Goal of the exercise: After locating the line that holds "fn source(&self) ->", output it and all following lines word for word, stopping only at the end of the data.

Stored data entries:

//! Command-line front end for the HP 34401A.
//!
//! Selects a measurement function, then polls readings to stdout until Ctrl-C
//! or the requested duration elapses.

use anyhow::{Context, Result};
use clap::Parser;
use hp34401a::adapters::{MockAdapter, Transport, VisaAdapter};
use hp34401a::config::{Settings, DEFAULT_CONFIG_PATH};
use hp34401a::display::{DisplaySink, JsonDisplay, StdoutDisplay};
use hp34401a::{InstrumentAddress, MeasurementFunction, Session};
use std::path::PathBuf;
use std::sync::Arc;
use std::time::Duration;
use tracing::info;
use tracing_subscriber::EnvFilter;

/// Command-line arguments
#[derive(Debug, Parser)]
#[command(name = "hp34401a", version, about = "Poll an HP 34401A multimeter over GPIB")]
struct Cli {
    /// Configuration file
    #[arg(short, long, default_value = DEFAULT_CONFIG_PATH)]
    config: PathBuf,

    /// GPIB address, overrides the configuration
    #[arg(short, long)]
    address: Option<u8>,

    /// Measurement function to select first (e.g. VOLT:DC, FRES, FREQ)
    #[arg(short, long, value_parser = parse_function)]
    function: Option<MeasurementFunction>,

    /// Poll period in milliseconds, overrides the configuration
    #[arg(short, long)]
    period_ms: Option<u64>,

    /// Use the in-memory meter instead of VISA
    #[arg(long)]
    mock: bool,

    /// Print readings as JSON lines
    #[arg(long)]
    json: bool,

    /// Stop after this many seconds instead of waiting for Ctrl-C
    #[arg(long)]
    duration_secs: Option<u64>,

    /// Print the effective configuration as TOML and exit
    #[arg(long)]
    print_config: bool,
}

fn parse_function(s: &str) -> Result<MeasurementFunction, String> {
    s.parse().map_err(|e: hp34401a::DmmError| e.to_string())
}

fn init_logging(settings: &Settings) {
    let filter = EnvFilter::try_from_default_env()
        .unwrap_or_else(|_| EnvFilter::new(format!("hp34401a={}", settings.application.log_level)));
    let builder = tracing_subscriber::fmt()
        .with_env_filter(filter)
        .with_writer(std::io::stderr);
    if settings.application.json_logs {
        builder.json().init();
    } else {
        builder.init();
    }
}

#[tokio::main]
async fn main() -> Result<()> {
    let cli = Cli::parse();

    let mut settings = Settings::load_from(&cli.config)
        .with_context(|| format!("Failed to load configuration from {}", cli.config.display()))?;
    if let Some(address) = cli.address {
        settings.instrument.address = address;
    }
    if let Some(period_ms) = cli.period_ms {
        settings.poller.period_ms = period_ms;
    }
    if cli.mock {
        settings.instrument.mock = true;
    }
    settings.validate()?;

    if cli.print_config {
        print!("{}", settings.to_toml()?);
        return Ok(());
    }

    init_logging(&settings);
    info!("Starting HP 34401A control session");

    let link: Box<dyn Transport> = if settings.instrument.mock {
        Box::new(MockAdapter::new().with_reading(1.0))
    } else {
        Box::new(VisaAdapter::new())
    };

    let mut session = Session::start(link, &settings);
    if !InstrumentAddress::new(settings.instrument.address).is_set() {
        tracing::warn!("No GPIB address configured; pass --address or set instrument.address");
    }

    if let Some(function) = cli.function {
        session.select_function(function).await;
    }

    let sink: Arc<dyn DisplaySink> = if cli.json {
        Arc::new(JsonDisplay)
    } else {
        Arc::new(StdoutDisplay)
    };

    if settings.poller.autostart || cli.duration_secs.is_some() {
        session.start_polling(sink).await?;
    }

    match cli.duration_secs {
        Some(secs) => tokio::time::sleep(Duration::from_secs(secs)).await,
        None => {
            tokio::signal::ctrl_c()
                .await
                .context("Failed to listen for Ctrl-C")?;
        }
    }

    info!("Stopping");
    session.shutdown().await;
    Ok(())
}
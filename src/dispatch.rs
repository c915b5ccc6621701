//! SCPI exchanges against an open link.
//!
//! These functions hold no state and never retry. Each link call runs under
//! the caller's per-call timeout. Link ownership and recovery live in the
//! instrument actor.

use crate::adapters::{timed, Transport};
use crate::error::{AppResult, DmmError};
use crate::function::{MeasurementFunction, FUNCTION_QUERY};
use std::time::Duration;
use tracing::debug;

/// Trigger a measurement.
pub const TRIGGER: &str = "INIT";
/// Block until pending operations complete.
pub const WAIT: &str = "*WAI";
/// Fetch the last reading.
pub const FETCH: &str = "FETC?";

/// Select `function` and read back the function the meter confirms.
///
/// Exactly one write and one query reach the link.
pub async fn select_function(
    link: &mut dyn Transport,
    function: MeasurementFunction,
    timeout: Duration,
) -> AppResult<MeasurementFunction> {
    let command = function.command();
    timed(timeout, &command, link.write(&command)).await?;

    let response = timed(timeout, FUNCTION_QUERY, link.query(FUNCTION_QUERY)).await?;
    let confirmed: MeasurementFunction = response.parse()?;
    debug!(requested = %function, confirmed = %confirmed, "Measurement function confirmed");
    Ok(confirmed)
}

/// Run one `INIT` / `*WAI` / `FETC?` cycle and decode the reading.
pub async fn measure_once(link: &mut dyn Transport, timeout: Duration) -> AppResult<f64> {
    timed(timeout, TRIGGER, link.write(TRIGGER)).await?;
    timed(timeout, WAIT, link.write(WAIT)).await?;
    let response = timed(timeout, FETCH, link.query(FETCH)).await?;
    parse_reading(&response)
}

/// Decode a `FETC?` response as a number.
pub fn parse_reading(response: &str) -> AppResult<f64> {
    response
        .trim()
        .parse::<f64>()
        .map_err(|_| DmmError::Parse {
            response: response.trim().to_string(),
            expected: "a numeric reading",
        })
}

#[cfg(test)]
mod tests {
    use super::*;
    use crate::adapters::MockAdapter;
    use tokio_test::{assert_err, assert_ok};

    const TIMEOUT: Duration = Duration::from_secs(1);

    async fn open_mock(mock: &MockAdapter) -> MockAdapter {
        let mut link = mock.clone();
        assert_ok!(link.open("GPIB0::2::INSTR", TIMEOUT).await);
        link
    }

    #[tokio::test]
    async fn test_select_sends_exactly_one_write_and_one_query() {
        for function in MeasurementFunction::ALL {
            let probe = MockAdapter::new();
            let mut link = open_mock(&probe).await;

            let confirmed = assert_ok!(select_function(&mut link, function, TIMEOUT).await);

            assert_eq!(confirmed, function);
            assert_eq!(probe.call_log(), vec![function.command(), "FUNC?".to_string()]);
        }
    }

    #[tokio::test]
    async fn test_confirmation_is_trimmed() {
        let probe = MockAdapter::new().with_response("FUNC?", "VOLT:AC ");
        let mut link = open_mock(&probe).await;

        let confirmed = assert_ok!(
            select_function(&mut link, MeasurementFunction::VoltageAc, TIMEOUT).await
        );
        assert_eq!(confirmed, MeasurementFunction::VoltageAc);
    }

    #[tokio::test]
    async fn test_write_failure_skips_query() {
        let probe = MockAdapter::new().failing("FUNC 'RES'");
        let mut link = open_mock(&probe).await;

        let err = assert_err!(
            select_function(&mut link, MeasurementFunction::Resistance2W, TIMEOUT).await
        );
        assert_eq!(err.kind(), "link");
        assert_eq!(probe.count("FUNC?"), 0);
    }

    #[tokio::test]
    async fn test_measure_cycle_order() {
        let probe = MockAdapter::new().with_reading(-12.5);
        let mut link = open_mock(&probe).await;

        let value = assert_ok!(measure_once(&mut link, TIMEOUT).await);
        assert_eq!(value, -12.5);
        assert_eq!(probe.call_log(), vec!["INIT", "*WAI", "FETC?"]);
    }

    #[tokio::test]
    async fn test_garbage_reading_is_parse_error() {
        let probe = MockAdapter::new().with_response("FETC?", "OVLD\n");
        let mut link = open_mock(&probe).await;

        let err = assert_err!(measure_once(&mut link, TIMEOUT).await);
        assert_eq!(err.kind(), "parse");
    }

    #[tokio::test(start_paused = true)]
    async fn test_slow_link_times_out() {
        let probe = MockAdapter::new().with_latency(Duration::from_secs(10));
        let mut link = open_mock(&probe).await;

        let err = assert_err!(measure_once(&mut link, TIMEOUT).await);
        assert!(err.to_string().contains("INIT"));
    }

    #[test]
    fn test_parse_reading() {
        assert_eq!(parse_reading("+1.23456700E+00\n").unwrap(), 1.234567);
        assert!(parse_reading("").is_err());
    }
}
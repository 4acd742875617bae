//! Error types for the connection manager
//!
//! Driver and schema-engine collaborators report failures as `anyhow::Error`.
//! The manager stores those once and hands them out to every caller, so they
//! are kept behind an `Arc` and never re-wrapped with extra context.

use std::sync::Arc;

/// Errors surfaced by [`ConnectionManager`](crate::ConnectionManager)
#[derive(Debug, Clone, thiserror::Error)]
pub enum ManagerError {
    /// Opening the connection or configuring its pool failed.
    ///
    /// Captured by the one-time open and returned to every later caller.
    #[error("{0}")]
    ConnectionOpen(Arc<anyhow::Error>),

    /// No connection handle was ever established
    #[error("db connection closed")]
    ConnectionClosed,

    /// The schema-sync engine rejected the batch
    #[error("{0}")]
    SchemaSync(Arc<anyhow::Error>),
}

impl ManagerError {
    pub(crate) fn open(err: anyhow::Error) -> Self {
        ManagerError::ConnectionOpen(Arc::new(err))
    }

    pub(crate) fn sync(err: anyhow::Error) -> Self {
        ManagerError::SchemaSync(Arc::new(err))
    }

    /// True for the closed-connection sentinel
    pub fn is_connection_closed(&self) -> bool {
        matches!(self, ManagerError::ConnectionClosed)
    }
}

/// Specialized Result type for manager operations
pub type ManagerResult<T> = std::result::Result<T, ManagerError>;

#[cfg(test)]
mod tests {
    use super::*;
    use anyhow::anyhow;

    #[test]
    fn test_errors_display_without_extra_context() {
        let err = ManagerError::open(anyhow!("unable to open database file"));
        assert_eq!(err.to_string(), "unable to open database file");

        let err = ManagerError::sync(anyhow!("near \"TABLE\": syntax error"));
        assert_eq!(err.to_string(), "near \"TABLE\": syntax error");

        assert_eq!(
            ManagerError::ConnectionClosed.to_string(),
            "db connection closed"
        );
    }

    #[test]
    fn test_cloned_open_error_shares_source() {
        let err = ManagerError::open(anyhow!("boom"));
        let cloned = err.clone();
        match (err, cloned) {
            (ManagerError::ConnectionOpen(a), ManagerError::ConnectionOpen(b)) => {
                assert!(Arc::ptr_eq(&a, &b));
            }
            _ => panic!("expected connection open errors"),
        }
    }

    #[test]
    fn test_is_connection_closed() {
        assert!(ManagerError::ConnectionClosed.is_connection_closed());
        assert!(!ManagerError::open(anyhow!("x")).is_connection_closed());
    }
}
/// Thread-safe manager around a single lazily opened connection handle
///
/// The handle is opened at most once per manager. A failed open is never
/// retried; construct a new manager to try again.
pub struct ConnectionManager<D: Dialect> {
    dialect: D,
    config: ManagerConfig,
    conn_string: String,
    connection: OnceLock<Opened<D::Handle>>,
    migrated_tables: Mutex<HashSet<String>>,
}

impl<D: Dialect> ConnectionManager<D> {
    /// Create a manager and open its connection right away
    ///
    /// When `config` is `None` the default configuration is used: statements
    /// logged to standard output, 1 second slow threshold, error-level
    /// verbosity and colored output.
    ///
    /// On failure the returned [`OpenFailure`] still carries the manager; its
    /// [`get_connection`](Self::get_connection) keeps returning the same error.
    pub fn new(
        conn_string: impl Into<String>,
        dialect: D,
        config: Option<ManagerConfig>,
    ) -> Result<Self, OpenFailure<D>> {
        let manager = Self::deferred(conn_string, dialect, config);

        let result = manager.get_connection().map(|_| ());
        match result {
            Ok(()) => Ok(manager),
            Err(error) => Err(OpenFailure { manager, error }),
        }
    }

    /// Create a manager, terminating the process if the connection cannot be opened
    pub fn must_new(
        conn_string: impl Into<String>,
        dialect: D,
        config: Option<ManagerConfig>,
    ) -> Self {
        match Self::new(conn_string, dialect, config) {
            Ok(manager) => manager,
            Err(failure) => {
                error!("failed to connect to database: {}", failure.error());
                eprintln!("failed to connect to database: {}", failure.error());
                std::process::exit(1);
            }
        }
    }

    /// Create a manager without opening the connection
    ///
    /// The first [`get_connection`](Self::get_connection) call opens it.
    pub fn deferred(
        conn_string: impl Into<String>,
        dialect: D,
        config: Option<ManagerConfig>,
    ) -> Self {
        Self {
            dialect,
            config: config.unwrap_or_default(),
            conn_string: conn_string.into(),
            connection: OnceLock::new(),
            migrated_tables: Mutex::new(HashSet::new()),
        }
    }

    /// Get the shared connection handle, opening it on first use
    ///
    /// Concurrent first callers block until the single open attempt finishes,
    /// then all of them observe the same outcome.
    pub fn get_connection(&self) -> ManagerResult<&D::Handle> {
        let opened = self.connection.get_or_init(|| self.open());

        match (&opened.error, &opened.handle) {
            (Some(err), _) => Err(err.clone()),
            (None, Some(handle)) => Ok(handle),
            (None, None) => Err(ManagerError::ConnectionClosed),
        }
    }

    fn open(&self) -> Opened<D::Handle> {
        info!(dialect = self.dialect.name(), "Opening database connection");

        let handle = match self.dialect.open(&self.conn_string, &self.config) {
            Ok(handle) => handle,
            Err(e) => {
                return Opened {
                    handle: None,
                    error: Some(ManagerError::open(e)),
                }
            }
        };

        let error = configure_pool(&handle).err().map(ManagerError::open);
        Opened {
            handle: Some(handle),
            error,
        }
    }

    /// The handle, if an open attempt produced one
    fn handle(&self) -> Option<&D::Handle> {
        self.connection.get().and_then(|o| o.handle.as_ref())
    }

    /// Whether a connection handle has been established
    pub fn is_connected(&self) -> bool {
        self.handle().is_some()
    }

    /// Synchronize the given tables, skipping ones already requested before
    ///
    /// Tables are marked as migrated before the sync engine runs. If the batch
    /// fails, the tables in it are still considered migrated and later calls
    /// will not retry them.
    pub fn auto_migrate(&self, tables: &[TableSchema]) -> ManagerResult<()> {
        let handle = self.handle().ok_or(ManagerError::ConnectionClosed)?;

        let pending = self.mark_unmigrated(tables);
        if pending.is_empty() {
            debug!("All requested tables already migrated");
            return Ok(());
        }

        let names: Vec<&str> = pending.iter().map(|t| t.name.as_str()).collect();
        debug!(tables = ?names, "Synchronizing schema");
        handle.sync_schema(&pending).map_err(ManagerError::sync)
    }

    /// Same as [`auto_migrate`](Self::auto_migrate) but logs the error instead of returning it
    pub fn auto_migrate_or_warn(&self, tables: &[TableSchema]) {
        if let Err(e) = self.auto_migrate(tables) {
            warn!("{}", e);
        }
    }

    // Check, mark and collect under one lock so overlapping calls cannot both
    // pick up the same table.
    fn mark_unmigrated(&self, tables: &[TableSchema]) -> Vec<TableSchema> {
        let mut migrated = self.migrated();
        tables
            .iter()
            .filter(|t| migrated.insert(t.name.clone()))
            .cloned()
            .collect()
    }

    fn migrated(&self) -> MutexGuard<'_, HashSet<String>> {
        self.migrated_tables
            .lock()
            .unwrap_or_else(PoisonError::into_inner)
    }

    /// Whether a table with this name was already handed to the sync engine
    pub fn is_migrated(&self, table_name: &str) -> bool {
        self.migrated().contains(table_name)
    }

    /// Sorted names of all migrated tables
    pub fn migrated_tables(&self) -> Vec<String> {
        let mut names: Vec<String> = self.migrated().iter().cloned().collect();
        names.sort();
        names
    }

    /// Canonical name of the configured dialect
    pub fn dialect(&self) -> &str {
        self.dialect.name()
    }

    /// Connection string as supplied at construction
    pub fn conn_string(&self) -> &str {
        &self.conn_string
    }

    pub fn config(&self) -> &ManagerConfig {
        &self.config
    }
}

fn configure_pool<H: ConnectionHandle>(handle: &H) -> anyhow::Result<()> {
    handle.set_max_idle_conns(DEFAULT_MAX_IDLE_CONNS)?;
    handle.set_max_open_conns(None)?;
    Ok(())
}

impl<D: Dialect> fmt::Debug for ConnectionManager<D> {
    fn fmt(&self, f: &mut fmt::Formatter<'_>) -> fmt::Result {
        f.debug_struct("ConnectionManager")
            .field("dialect", &self.dialect.name())
            .field("conn_string", &self.conn_string)
            .field("connected", &self.is_connected())
            .field("migrated_tables", &self.migrated_tables())
            .finish()
    }
}

/// Failed construction: the open error plus the manager that produced it
pub struct OpenFailure<D: Dialect> {
    manager: ConnectionManager<D>,
    error: ManagerError,
}

impl<D: Dialect> OpenFailure<D> {
    pub fn error(&self) -> &ManagerError {
        &self.error
    }

    pub fn into_error(self) -> ManagerError {
        self.error
    }

    pub fn into_manager(self) -> ConnectionManager<D> {
        self.manager
    }

    pub fn into_parts(self) -> (ConnectionManager<D>, ManagerError) {
        (self.manager, self.error)
    }
}

impl<D: Dialect> fmt::Debug for OpenFailure<D> {
    fn fmt(&self, f: &mut fmt::Formatter<'_>) -> fmt::Result {
        f.debug_struct("OpenFailure")
            .field("manager", &self.manager)
            .field("error", &self.error)
            .finish()
    }
}

impl<D: Dialect> fmt::Display for OpenFailure<D> {
    fn fmt(&self, f: &mut fmt::Formatter<'_>) -> fmt::Result {
        fmt::Display::fmt(&self.error, f)
    }
}

impl<D: Dialect> std::error::Error for OpenFailure<D> {
    fn source(&self) -> Option<&(dyn std::error::Error + 'static)> {
        Some(&self.error)
    }
}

Solution to this task:
    fn source(&self) -> Option<&(dyn std::error::Error + 'static)> {
        Some(&self.error)
    }
}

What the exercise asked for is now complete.